Intervention by Mister Delmarcelle on the right to strike at the QR debate - RTBF
During the broadcast of "QR the debate" on RTBF, a lively discussion emerged on the topic "Are there too many strikes in Belgium?".
Several participants shared their perspectives, leading to a deep discussion that highlighted the legal complexities surrounding the right to strike. Mister Delmarcelle, a lawyer specializing in labor law, was invited to shed light on the debate with his expertise.
He pointed out that, from a legal standpoint, the issue was not so much about banning this fundamental right, but rather understanding the secondary implications it brings about. According to him, from a strictly legal perspective, the right to strike signifies the right not to work. This mere act in itself serves as a powerful lever for employers, as they see their revenues impacted when employees cease their activities.
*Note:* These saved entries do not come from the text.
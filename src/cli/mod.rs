// src/cli/mod.rs — CLI definition (clap derive)

pub mod progress;
pub mod run;

use std::path::PathBuf;

use clap::{Parser, Subcommand};

use crate::core::types::Plan;

#[derive(Parser, Debug)]
#[command(
    name = "redraft",
    about = "Score an essay on clarity, analysis and language, then rewrite it until it clears the bar",
    version
)]
pub struct Cli {
    /// Essay file to evaluate
    pub essay: Option<PathBuf>,

    /// Read the essay from stdin
    #[arg(long, conflicts_with = "essay")]
    pub stdin: bool,

    /// Subscription plan: free, basic or premium
    #[arg(short, long, default_value = "free")]
    pub plan: Plan,

    /// Override the plan's quality threshold (0-10)
    #[arg(short, long)]
    pub threshold: Option<f64>,

    /// Override the plan's revision cap (0-10)
    #[arg(short = 'n', long)]
    pub max_iterations: Option<u32>,

    /// Also write the final essay to this file
    #[arg(short, long)]
    pub output: Option<PathBuf>,

    /// Print the full report as JSON instead of the essay
    #[arg(long)]
    pub json: bool,

    /// Suppress progress output (only emit the final result)
    #[arg(long)]
    pub quiet: bool,

    /// Increase log verbosity (-v info, -vv debug)
    #[arg(short, long, action = clap::ArgAction::Count)]
    pub verbose: u8,

    /// Config file path
    #[arg(long)]
    pub config: Option<PathBuf>,

    /// Model id, overriding the configured one
    #[arg(short, long)]
    pub model: Option<String>,

    #[command(subcommand)]
    pub command: Option<Commands>,
}

#[derive(Subcommand, Debug)]
pub enum Commands {
    /// Serve the evaluation loop over HTTP
    Serve {
        /// Port to listen on (defaults to [api] port)
        #[arg(long)]
        port: Option<u16>,
    },
}
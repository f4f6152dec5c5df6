// src/evaluator/judge.rs — LLM judge execution

use std::sync::Arc;
use std::time::{Duration, Instant};

use super::parser::parse_judge_response;
use super::rubric::Prompts;
use crate::core::types::{CycleScores, Dimension, DimensionFeedback};
use crate::infra::errors::RedraftError;
use crate::provider::Generator;

/// One dimension's verdict plus how long the call took.
#[derive(Debug, Clone)]
pub struct Judged {
    pub dimension: Dimension,
    pub verdict: DimensionFeedback,
    pub elapsed: Duration,
}

/// Scores an essay on each rubric through the injected generator.
pub struct Judge {
    generator: Arc<Generator>,
    prompts: Arc<Prompts>,
}

impl Judge {
    pub fn new(generator: Arc<Generator>, prompts: Arc<Prompts>) -> Self {
        Self { generator, prompts }
    }

    pub async fn score_language(&self, essay: &str, iteration: u32) -> Result<Judged, RedraftError> {
        self.score(Dimension::Language, essay, iteration).await
    }

    pub async fn score_analysis(&self, essay: &str, iteration: u32) -> Result<Judged, RedraftError> {
        self.score(Dimension::Analysis, essay, iteration).await
    }

    pub async fn score_clarity(&self, essay: &str, iteration: u32) -> Result<Judged, RedraftError> {
        self.score(Dimension::Clarity, essay, iteration).await
    }

    /// Run one rubric. A reply that can't be parsed fails the call; there is no retry.
    ///
    /// Every call logs one line with its dimension, iteration and elapsed time,
    /// whether it succeeds or not.
    pub async fn score(
        &self,
        dimension: Dimension,
        essay: &str,
        iteration: u32,
    ) -> Result<Judged, RedraftError> {
        let prompt = self.prompts.judge(dimension, essay)?;
        let start = Instant::now();

        let outcome = self
            .generator
            .generate(&prompt)
            .await
            .and_then(|raw| parse_judge_response(dimension, &raw));
        let elapsed = start.elapsed();
        let elapsed_ms = elapsed.as_millis() as u64;

        match outcome {
            Ok(verdict) => {
                tracing::info!(
                    dimension = %dimension,
                    iteration,
                    elapsed_ms,
                    score = verdict.score,
                    "Scored dimension"
                );
                Ok(Judged {
                    dimension,
                    verdict,
                    elapsed,
                })
            }
            Err(e) => {
                tracing::warn!(
                    dimension = %dimension,
                    iteration,
                    elapsed_ms,
                    error = %e,
                    "Scoring call failed"
                );
                Err(e)
            }
        }
    }

    /// Score all three rubrics, returned in clarity, analysis, language order.
    ///
    /// With `parallel` the calls are issued together; each result still lands
    /// in its own position, and the first failure aborts the rest.
    pub async fn score_all(
        &self,
        essay: &str,
        iteration: u32,
        parallel: bool,
    ) -> Result<[Judged; 3], RedraftError> {
        if parallel {
            let (clarity, analysis, language) = tokio::try_join!(
                self.score_clarity(essay, iteration),
                self.score_analysis(essay, iteration),
                self.score_language(essay, iteration),
            )?;
            return Ok([clarity, analysis, language]);
        }

        let clarity = self.score_clarity(essay, iteration).await?;
        let analysis = self.score_analysis(essay, iteration).await?;
        let language = self.score_language(essay, iteration).await?;
        Ok([clarity, analysis, language])
    }
}

impl From<[Judged; 3]> for CycleScores {
    fn from(judged: [Judged; 3]) -> Self {
        let [clarity, analysis, language] = judged;
        debug_assert_eq!(clarity.dimension, Dimension::Clarity);
        debug_assert_eq!(analysis.dimension, Dimension::Analysis);
        debug_assert_eq!(language.dimension, Dimension::Language);
        CycleScores {
            clarity: clarity.verdict,
            analysis: analysis.verdict,
            language: language.verdict,
        }
    }
}
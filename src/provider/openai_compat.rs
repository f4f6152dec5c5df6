// src/provider/openai_compat.rs — Generic OpenAI-compatible provider
//
// Used by: OpenRouter (default), OpenAI, Groq, Together, local Ollama/vLLM servers.

use async_trait::async_trait;

use super::{ChatRequest, ChatResponse, ModelProvider, TokenUsage};
use crate::infra::errors::RedraftError;

/// Provider for any OpenAI-compatible `/chat/completions` endpoint.
pub struct OpenAICompatProvider {
    id_str: String,
    api_key: String,
    base_url: String,
    client: reqwest::Client,
}

impl OpenAICompatProvider {
    pub fn new(id: impl Into<String>, api_key: String, base_url: String) -> Self {
        Self {
            id_str: id.into(),
            api_key,
            base_url,
            client: reqwest::Client::new(),
        }
    }

    fn failure(&self, message: impl Into<String>) -> RedraftError {
        RedraftError::GenerationFailure {
            provider: self.id_str.clone(),
            message: message.into(),
        }
    }
}

/// Build the JSON body for a chat completion request.
pub(crate) fn request_body(request: &ChatRequest) -> serde_json::Value {
    let mut body = serde_json::json!({
        "model": request.model,
        "messages": [{"role": "user", "content": request.prompt}],
    });
    if let Some(max_tokens) = request.max_tokens {
        body["max_tokens"] = serde_json::json!(max_tokens);
    }
    if let Some(temp) = request.temperature {
        body["temperature"] = serde_json::json!(temp);
    }
    body
}

/// Pull the assistant text and token usage out of a completion response.
pub(crate) fn parse_completion(resp: &serde_json::Value) -> Option<ChatResponse> {
    let content = resp["choices"][0]["message"]["content"].as_str()?.to_string();

    let usage = TokenUsage {
        input_tokens: token_count(&resp["usage"]["prompt_tokens"]),
        output_tokens: token_count(&resp["usage"]["completion_tokens"]),
    };

    Some(ChatResponse { content, usage })
}

/// Missing counts read as zero; counts past `u32::MAX` clamp.
fn token_count(value: &serde_json::Value) -> u32 {
    value
        .as_u64()
        .map(|n| u32::try_from(n).unwrap_or(u32::MAX))
        .unwrap_or(0)
}

#[async_trait]
impl ModelProvider for OpenAICompatProvider {
    fn id(&self) -> &str {
        &self.id_str
    }

    async fn chat(&self, request: ChatRequest) -> Result<ChatResponse, RedraftError> {
        let body = request_body(&request);
        tracing::debug!(
            provider = %self.id_str,
            model = %request.model,
            "Sending chat completion request"
        );

        let response = self
            .client
            .post(format!("{}/chat/completions", self.base_url))
            .header("Authorization", format!("Bearer {}", self.api_key))
            .header(
                "User-Agent",
                format!("redraft/{}", env!("CARGO_PKG_VERSION")),
            )
            .json(&body)
            .send()
            .await
            .map_err(|e| self.failure(e.to_string()))?;

        if !response.status().is_success() {
            let status = response.status();
            let error_body = response.text().await.unwrap_or_default();
            return Err(self.failure(format!("HTTP {status}: {error_body}")));
        }

        let resp: serde_json::Value = response
            .json()
            .await
            .map_err(|e| self.failure(format!("unreadable response body: {e}")))?;

        parse_completion(&resp).ok_or_else(|| self.failure("response has no message content"))
    }
}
To truly understand the legal challenges of this issue, it's essential to ask the right questions, especially concerning the intervention of the judiciary.
"In the context of the right to strike, the real question is whether, for instance, one can block a warehouse, occupy a crossroads, hinder the movement of goods, or take over a company's premises," Maître Delmarcelle elaborates.
The lawyer emphasized that legal interventions in Belgium typically do not aim to directly prohibit the right to strike. Instead, they address actions related to the strike, such as violent picket lines or occupation of premises. "Judges almost never intervene to ban the strike as such," he recalls. "Their primary role is to protect the rights of the business owner or the neighbor who wishes to continue their activities under normal conditions."
Concluding his remarks, Mister Delmarcelle emphasized the importance of individual rights in this debate: As a reminder, every individual has the right to respect the strike movement without participating in it, but it's equally legitimate for others to seek protection for their own rights."